**REQUIREMENT**
Your response must be made up of each line in the data below that contains the string "ValueEnum".

[Saved data entries]

....................

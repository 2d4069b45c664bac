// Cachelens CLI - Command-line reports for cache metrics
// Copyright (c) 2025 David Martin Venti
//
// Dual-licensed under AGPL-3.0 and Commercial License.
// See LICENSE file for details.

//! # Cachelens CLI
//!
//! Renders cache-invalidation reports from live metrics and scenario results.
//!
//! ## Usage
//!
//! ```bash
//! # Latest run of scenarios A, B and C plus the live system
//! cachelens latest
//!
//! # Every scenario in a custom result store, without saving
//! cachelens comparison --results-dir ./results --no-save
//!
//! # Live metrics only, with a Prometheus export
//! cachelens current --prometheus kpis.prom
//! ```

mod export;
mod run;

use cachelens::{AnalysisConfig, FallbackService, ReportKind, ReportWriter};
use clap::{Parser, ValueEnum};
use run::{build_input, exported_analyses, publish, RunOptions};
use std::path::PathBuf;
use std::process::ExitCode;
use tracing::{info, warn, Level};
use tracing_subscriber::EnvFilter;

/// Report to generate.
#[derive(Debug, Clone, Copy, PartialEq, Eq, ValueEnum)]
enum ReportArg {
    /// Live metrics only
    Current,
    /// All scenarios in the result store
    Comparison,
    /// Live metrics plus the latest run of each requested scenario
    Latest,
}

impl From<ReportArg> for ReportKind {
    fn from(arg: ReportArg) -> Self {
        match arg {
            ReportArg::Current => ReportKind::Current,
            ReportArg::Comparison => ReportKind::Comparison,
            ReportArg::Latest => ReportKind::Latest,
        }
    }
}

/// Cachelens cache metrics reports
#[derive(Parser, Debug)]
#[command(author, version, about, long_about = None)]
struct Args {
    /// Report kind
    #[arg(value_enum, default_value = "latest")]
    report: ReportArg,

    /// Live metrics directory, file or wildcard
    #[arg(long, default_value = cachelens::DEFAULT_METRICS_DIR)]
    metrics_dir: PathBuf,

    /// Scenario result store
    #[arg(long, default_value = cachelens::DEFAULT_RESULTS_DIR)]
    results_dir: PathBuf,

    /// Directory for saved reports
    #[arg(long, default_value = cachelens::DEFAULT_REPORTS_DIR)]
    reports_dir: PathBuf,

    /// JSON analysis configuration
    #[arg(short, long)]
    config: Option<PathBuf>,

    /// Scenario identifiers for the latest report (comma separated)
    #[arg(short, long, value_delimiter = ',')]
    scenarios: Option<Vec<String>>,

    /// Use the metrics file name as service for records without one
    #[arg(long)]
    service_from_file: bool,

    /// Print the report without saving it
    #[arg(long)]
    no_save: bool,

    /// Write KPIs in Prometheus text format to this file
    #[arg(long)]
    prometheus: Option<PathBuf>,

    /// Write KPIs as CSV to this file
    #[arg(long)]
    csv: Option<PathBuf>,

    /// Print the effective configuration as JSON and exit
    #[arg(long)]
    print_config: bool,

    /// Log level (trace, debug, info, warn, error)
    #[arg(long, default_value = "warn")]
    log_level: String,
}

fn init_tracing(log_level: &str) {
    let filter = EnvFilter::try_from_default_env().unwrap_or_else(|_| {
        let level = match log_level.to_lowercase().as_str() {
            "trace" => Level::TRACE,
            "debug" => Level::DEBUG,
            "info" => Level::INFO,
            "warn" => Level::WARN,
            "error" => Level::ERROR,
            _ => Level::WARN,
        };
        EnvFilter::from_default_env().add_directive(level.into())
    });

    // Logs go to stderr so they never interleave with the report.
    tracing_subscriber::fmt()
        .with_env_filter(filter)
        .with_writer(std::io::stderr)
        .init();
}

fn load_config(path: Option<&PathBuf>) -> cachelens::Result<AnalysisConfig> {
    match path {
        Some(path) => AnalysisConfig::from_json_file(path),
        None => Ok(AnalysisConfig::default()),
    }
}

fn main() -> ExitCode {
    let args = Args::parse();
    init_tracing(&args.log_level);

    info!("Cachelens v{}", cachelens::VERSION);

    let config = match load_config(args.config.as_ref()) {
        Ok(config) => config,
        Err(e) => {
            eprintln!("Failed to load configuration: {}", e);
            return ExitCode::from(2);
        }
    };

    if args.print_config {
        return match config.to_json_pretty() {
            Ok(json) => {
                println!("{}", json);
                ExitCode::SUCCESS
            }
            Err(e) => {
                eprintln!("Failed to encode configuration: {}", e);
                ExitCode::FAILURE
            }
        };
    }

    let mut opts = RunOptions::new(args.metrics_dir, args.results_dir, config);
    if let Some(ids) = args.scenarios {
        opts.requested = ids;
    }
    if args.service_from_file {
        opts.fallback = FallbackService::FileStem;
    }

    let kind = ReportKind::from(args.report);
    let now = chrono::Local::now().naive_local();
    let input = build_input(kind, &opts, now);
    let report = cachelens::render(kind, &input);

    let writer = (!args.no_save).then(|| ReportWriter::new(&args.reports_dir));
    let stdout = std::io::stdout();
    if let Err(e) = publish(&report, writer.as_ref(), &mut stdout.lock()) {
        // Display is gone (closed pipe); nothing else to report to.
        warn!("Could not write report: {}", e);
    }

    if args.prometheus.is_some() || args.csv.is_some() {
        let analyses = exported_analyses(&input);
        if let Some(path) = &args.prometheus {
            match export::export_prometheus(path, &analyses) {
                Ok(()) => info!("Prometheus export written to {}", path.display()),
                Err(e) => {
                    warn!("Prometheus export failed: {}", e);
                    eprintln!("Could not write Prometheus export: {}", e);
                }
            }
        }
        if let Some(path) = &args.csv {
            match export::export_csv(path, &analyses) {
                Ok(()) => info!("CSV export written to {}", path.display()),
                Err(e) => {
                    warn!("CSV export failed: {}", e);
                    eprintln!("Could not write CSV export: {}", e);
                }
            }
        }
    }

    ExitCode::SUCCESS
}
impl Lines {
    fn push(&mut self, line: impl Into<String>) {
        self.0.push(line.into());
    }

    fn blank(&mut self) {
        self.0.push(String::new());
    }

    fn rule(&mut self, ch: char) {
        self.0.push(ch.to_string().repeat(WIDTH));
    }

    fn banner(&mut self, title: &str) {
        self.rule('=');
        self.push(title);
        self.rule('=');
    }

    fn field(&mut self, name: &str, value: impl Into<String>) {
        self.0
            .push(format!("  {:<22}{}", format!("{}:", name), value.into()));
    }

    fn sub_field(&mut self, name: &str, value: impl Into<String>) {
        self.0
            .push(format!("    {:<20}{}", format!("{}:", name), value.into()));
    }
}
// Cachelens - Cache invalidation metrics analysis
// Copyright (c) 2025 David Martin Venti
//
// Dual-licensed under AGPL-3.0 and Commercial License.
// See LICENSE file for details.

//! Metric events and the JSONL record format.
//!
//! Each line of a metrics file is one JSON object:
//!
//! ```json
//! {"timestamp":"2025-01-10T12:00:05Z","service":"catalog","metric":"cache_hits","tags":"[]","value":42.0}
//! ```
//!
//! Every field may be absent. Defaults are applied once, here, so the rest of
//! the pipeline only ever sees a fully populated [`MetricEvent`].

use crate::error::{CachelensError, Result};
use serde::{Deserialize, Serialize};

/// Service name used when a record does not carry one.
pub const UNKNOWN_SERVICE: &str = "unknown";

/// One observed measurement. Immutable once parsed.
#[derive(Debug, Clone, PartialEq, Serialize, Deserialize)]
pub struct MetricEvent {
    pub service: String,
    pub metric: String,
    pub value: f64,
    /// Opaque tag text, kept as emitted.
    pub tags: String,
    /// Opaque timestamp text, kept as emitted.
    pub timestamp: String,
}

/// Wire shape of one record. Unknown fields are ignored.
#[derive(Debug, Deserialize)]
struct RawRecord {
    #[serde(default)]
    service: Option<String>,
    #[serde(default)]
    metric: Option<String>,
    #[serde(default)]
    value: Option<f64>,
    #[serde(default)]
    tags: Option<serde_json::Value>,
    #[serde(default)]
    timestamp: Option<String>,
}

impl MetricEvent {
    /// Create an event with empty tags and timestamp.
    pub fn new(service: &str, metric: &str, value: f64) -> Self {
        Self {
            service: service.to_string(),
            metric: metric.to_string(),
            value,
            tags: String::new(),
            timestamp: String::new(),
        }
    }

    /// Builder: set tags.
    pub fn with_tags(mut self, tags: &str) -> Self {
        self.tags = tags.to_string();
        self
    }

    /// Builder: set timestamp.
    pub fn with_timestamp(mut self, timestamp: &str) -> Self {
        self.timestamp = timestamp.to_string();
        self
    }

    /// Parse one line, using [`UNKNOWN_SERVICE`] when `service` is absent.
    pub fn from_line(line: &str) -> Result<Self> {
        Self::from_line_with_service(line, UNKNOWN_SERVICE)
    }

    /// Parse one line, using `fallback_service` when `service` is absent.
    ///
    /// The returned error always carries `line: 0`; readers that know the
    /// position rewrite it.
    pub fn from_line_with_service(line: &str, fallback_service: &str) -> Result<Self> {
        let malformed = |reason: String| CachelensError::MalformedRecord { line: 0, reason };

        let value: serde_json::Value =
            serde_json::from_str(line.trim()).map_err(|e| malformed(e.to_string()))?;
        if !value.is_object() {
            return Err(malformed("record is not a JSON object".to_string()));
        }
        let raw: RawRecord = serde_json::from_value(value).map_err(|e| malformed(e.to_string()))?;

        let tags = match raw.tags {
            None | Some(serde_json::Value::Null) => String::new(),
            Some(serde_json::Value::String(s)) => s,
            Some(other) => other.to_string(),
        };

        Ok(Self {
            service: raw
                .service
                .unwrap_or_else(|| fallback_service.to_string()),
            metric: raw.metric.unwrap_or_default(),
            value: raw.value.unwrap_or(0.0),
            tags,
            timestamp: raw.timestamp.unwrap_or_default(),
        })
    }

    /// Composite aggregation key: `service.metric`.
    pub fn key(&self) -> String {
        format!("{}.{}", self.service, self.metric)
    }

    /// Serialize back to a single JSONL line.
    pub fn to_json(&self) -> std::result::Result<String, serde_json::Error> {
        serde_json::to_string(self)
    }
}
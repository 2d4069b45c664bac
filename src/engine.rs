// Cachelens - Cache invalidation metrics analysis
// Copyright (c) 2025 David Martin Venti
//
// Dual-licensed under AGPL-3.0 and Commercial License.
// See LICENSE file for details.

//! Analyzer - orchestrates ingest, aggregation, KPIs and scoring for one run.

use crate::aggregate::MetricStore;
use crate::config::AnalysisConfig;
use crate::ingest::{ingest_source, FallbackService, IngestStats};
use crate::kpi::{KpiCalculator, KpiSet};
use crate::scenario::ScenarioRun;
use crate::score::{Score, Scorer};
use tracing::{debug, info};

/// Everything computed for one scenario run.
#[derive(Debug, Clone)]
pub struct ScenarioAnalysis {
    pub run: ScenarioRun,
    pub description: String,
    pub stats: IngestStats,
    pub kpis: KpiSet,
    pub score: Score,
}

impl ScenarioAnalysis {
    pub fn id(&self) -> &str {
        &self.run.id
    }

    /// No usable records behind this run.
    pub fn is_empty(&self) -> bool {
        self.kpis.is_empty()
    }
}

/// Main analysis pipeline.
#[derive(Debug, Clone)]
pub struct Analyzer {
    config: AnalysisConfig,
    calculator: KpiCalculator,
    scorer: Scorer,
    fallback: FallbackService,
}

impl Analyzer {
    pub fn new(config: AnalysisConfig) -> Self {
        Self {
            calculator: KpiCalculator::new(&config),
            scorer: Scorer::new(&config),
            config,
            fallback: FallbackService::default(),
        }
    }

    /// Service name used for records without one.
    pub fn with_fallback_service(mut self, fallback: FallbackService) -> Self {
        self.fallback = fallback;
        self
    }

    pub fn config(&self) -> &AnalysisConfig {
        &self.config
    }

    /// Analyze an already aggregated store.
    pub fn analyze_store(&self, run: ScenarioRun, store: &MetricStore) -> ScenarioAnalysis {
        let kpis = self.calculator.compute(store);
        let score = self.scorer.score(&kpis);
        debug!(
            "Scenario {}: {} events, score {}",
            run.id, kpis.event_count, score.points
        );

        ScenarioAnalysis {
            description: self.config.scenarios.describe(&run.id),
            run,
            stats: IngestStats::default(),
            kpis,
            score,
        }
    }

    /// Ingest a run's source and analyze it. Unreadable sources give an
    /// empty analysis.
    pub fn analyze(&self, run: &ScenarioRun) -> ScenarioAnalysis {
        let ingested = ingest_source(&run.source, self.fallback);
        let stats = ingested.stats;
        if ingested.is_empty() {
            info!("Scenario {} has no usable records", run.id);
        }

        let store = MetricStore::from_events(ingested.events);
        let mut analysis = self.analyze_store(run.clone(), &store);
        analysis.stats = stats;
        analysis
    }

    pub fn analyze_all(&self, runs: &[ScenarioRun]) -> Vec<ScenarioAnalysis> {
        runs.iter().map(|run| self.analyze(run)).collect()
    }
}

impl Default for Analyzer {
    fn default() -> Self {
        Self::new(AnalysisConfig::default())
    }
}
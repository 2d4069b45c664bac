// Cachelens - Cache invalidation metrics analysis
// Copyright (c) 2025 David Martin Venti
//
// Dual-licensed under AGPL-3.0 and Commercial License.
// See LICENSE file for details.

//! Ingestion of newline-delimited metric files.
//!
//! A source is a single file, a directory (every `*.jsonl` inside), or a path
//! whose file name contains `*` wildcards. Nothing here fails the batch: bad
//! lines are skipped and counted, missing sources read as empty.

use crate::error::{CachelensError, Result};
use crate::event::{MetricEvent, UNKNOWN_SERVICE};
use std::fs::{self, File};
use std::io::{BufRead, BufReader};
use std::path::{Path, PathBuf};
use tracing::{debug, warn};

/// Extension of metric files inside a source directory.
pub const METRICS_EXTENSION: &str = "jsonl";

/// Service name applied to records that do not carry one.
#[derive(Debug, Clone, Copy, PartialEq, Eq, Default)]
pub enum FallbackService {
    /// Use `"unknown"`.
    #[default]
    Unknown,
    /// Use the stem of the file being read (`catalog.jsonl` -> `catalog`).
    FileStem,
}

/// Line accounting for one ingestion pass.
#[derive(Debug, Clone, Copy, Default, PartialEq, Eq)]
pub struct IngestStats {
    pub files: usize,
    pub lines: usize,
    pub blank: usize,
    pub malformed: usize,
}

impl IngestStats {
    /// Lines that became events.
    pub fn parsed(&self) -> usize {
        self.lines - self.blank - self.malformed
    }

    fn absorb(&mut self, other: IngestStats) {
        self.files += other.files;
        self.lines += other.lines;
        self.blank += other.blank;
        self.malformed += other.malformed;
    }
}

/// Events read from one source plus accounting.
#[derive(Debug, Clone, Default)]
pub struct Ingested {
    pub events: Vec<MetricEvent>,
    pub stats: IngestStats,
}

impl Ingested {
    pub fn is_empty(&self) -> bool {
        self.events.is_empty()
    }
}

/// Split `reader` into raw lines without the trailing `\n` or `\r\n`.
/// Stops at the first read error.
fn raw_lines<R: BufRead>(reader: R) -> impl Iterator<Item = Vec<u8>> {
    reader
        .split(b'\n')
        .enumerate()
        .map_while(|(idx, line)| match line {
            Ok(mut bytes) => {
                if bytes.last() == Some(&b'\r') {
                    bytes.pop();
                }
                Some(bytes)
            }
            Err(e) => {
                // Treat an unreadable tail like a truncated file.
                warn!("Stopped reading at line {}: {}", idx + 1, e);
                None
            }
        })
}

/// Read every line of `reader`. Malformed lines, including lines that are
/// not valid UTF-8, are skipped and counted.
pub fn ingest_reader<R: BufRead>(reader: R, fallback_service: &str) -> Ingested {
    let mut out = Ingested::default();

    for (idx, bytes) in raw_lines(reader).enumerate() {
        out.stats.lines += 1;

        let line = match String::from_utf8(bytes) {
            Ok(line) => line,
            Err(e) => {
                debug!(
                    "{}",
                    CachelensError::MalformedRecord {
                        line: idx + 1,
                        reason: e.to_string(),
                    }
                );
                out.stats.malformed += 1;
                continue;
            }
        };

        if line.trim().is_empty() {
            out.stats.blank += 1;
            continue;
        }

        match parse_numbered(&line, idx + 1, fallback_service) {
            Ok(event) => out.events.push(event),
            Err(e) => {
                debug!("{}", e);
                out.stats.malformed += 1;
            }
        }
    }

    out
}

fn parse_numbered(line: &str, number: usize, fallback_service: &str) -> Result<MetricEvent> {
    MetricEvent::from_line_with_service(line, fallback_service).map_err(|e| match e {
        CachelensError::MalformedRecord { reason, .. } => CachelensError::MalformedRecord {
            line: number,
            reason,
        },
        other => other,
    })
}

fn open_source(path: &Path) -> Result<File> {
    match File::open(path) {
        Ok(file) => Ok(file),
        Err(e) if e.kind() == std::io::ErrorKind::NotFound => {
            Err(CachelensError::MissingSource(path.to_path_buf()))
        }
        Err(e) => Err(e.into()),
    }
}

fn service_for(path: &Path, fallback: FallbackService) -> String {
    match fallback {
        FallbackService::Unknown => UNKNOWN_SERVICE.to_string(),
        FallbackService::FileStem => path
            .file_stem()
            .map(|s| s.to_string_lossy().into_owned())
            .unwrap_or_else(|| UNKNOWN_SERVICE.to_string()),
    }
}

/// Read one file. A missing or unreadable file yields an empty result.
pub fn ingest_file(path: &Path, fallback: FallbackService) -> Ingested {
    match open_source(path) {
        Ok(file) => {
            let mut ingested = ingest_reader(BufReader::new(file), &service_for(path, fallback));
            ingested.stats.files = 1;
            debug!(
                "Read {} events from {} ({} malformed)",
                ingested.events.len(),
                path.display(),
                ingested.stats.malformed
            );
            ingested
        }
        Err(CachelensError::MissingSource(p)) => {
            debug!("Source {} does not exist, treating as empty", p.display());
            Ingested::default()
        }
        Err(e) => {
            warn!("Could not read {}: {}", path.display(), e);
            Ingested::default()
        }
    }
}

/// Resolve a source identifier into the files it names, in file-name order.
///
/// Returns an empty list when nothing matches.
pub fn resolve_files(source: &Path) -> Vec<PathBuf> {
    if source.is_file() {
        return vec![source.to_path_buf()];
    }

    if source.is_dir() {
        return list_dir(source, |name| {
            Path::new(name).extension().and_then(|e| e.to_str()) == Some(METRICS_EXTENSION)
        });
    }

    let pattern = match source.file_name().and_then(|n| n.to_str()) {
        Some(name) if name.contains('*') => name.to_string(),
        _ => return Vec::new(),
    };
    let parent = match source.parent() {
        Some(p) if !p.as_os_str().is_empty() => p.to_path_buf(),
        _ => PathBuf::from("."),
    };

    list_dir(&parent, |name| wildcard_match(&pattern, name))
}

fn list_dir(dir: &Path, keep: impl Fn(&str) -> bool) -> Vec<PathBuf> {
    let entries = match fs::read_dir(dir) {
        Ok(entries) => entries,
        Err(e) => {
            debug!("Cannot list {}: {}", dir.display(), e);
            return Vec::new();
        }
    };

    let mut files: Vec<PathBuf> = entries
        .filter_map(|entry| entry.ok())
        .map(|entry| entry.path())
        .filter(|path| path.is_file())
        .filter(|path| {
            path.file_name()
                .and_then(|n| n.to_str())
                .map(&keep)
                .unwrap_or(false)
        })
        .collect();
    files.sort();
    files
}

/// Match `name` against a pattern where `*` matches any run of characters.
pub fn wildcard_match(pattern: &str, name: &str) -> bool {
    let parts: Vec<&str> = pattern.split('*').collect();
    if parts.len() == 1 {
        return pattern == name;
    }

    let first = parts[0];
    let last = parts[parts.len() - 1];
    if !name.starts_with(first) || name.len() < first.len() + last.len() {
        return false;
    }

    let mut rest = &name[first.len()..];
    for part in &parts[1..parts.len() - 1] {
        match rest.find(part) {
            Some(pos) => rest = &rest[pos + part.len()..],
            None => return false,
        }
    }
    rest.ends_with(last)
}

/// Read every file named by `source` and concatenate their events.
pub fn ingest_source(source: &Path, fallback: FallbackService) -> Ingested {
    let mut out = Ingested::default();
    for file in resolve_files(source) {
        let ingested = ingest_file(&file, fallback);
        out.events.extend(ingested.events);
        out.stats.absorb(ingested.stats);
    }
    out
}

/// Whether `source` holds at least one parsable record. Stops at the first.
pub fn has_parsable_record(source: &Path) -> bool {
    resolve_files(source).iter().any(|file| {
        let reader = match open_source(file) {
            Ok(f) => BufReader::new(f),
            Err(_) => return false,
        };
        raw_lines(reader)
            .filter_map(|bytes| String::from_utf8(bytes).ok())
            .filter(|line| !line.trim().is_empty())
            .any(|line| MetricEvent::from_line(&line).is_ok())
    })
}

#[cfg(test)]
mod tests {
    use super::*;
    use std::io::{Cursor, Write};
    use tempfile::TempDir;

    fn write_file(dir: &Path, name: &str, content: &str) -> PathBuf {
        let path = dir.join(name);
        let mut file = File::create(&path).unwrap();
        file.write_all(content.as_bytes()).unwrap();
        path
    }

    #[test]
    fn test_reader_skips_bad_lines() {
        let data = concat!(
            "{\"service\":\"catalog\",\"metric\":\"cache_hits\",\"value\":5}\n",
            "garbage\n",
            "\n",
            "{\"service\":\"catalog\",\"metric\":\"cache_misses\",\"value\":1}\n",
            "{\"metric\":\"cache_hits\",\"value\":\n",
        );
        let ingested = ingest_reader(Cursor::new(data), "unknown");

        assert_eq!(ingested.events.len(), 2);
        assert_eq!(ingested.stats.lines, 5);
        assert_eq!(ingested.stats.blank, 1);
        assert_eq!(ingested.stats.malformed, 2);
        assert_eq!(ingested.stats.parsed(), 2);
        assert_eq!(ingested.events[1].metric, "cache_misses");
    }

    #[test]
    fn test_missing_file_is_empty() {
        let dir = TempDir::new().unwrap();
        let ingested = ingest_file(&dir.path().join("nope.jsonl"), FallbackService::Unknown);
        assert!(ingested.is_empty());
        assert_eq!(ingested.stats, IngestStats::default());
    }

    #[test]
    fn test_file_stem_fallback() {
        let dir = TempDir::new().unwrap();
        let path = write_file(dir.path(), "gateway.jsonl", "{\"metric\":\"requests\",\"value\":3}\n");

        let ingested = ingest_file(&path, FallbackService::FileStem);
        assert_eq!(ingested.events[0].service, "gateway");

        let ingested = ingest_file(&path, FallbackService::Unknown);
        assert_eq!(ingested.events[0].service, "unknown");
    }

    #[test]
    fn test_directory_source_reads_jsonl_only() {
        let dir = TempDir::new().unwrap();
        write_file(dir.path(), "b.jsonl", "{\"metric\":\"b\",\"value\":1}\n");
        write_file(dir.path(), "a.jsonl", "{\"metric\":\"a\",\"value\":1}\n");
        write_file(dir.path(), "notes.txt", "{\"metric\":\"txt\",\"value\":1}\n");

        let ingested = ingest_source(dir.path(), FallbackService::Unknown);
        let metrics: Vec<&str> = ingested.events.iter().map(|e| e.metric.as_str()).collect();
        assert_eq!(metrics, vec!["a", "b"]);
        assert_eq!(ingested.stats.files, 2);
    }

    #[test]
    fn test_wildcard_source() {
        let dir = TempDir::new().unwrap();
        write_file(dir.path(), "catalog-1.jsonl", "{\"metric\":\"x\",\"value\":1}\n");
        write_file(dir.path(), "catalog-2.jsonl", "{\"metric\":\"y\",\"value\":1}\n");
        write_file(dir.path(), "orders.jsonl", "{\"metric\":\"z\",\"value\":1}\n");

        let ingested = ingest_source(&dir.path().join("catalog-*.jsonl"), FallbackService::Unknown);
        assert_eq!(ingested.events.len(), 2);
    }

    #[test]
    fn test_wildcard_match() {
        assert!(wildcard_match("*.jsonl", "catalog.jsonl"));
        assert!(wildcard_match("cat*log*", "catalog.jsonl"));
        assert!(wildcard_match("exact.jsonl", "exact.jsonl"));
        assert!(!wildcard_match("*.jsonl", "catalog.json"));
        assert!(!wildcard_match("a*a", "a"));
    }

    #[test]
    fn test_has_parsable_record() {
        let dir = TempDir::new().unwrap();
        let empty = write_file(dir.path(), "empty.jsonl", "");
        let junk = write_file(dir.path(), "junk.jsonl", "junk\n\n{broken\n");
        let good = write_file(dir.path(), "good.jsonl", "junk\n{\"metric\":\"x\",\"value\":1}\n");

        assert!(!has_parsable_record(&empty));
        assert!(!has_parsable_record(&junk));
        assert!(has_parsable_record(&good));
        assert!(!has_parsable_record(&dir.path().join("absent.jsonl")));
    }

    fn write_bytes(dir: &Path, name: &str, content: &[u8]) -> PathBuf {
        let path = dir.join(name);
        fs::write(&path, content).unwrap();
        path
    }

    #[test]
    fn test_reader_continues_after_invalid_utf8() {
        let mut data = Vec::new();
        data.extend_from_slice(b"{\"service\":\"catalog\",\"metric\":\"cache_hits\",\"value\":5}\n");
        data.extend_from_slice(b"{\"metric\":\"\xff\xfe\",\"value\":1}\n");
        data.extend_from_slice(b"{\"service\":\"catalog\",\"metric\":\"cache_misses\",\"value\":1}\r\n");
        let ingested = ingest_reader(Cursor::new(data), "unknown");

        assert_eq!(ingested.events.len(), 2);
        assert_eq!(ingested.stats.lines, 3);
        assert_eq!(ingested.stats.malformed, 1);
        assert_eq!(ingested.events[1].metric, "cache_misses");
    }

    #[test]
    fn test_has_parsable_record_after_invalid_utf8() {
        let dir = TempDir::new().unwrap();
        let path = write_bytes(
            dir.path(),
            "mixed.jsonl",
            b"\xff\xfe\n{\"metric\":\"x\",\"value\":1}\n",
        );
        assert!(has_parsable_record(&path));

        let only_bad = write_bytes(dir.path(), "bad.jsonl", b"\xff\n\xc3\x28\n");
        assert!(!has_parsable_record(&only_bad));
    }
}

....................

**FINISHED EXERCISE**
use clap::{Parser, ValueEnum};
#[derive(Debug, Clone, Copy, PartialEq, Eq, ValueEnum)]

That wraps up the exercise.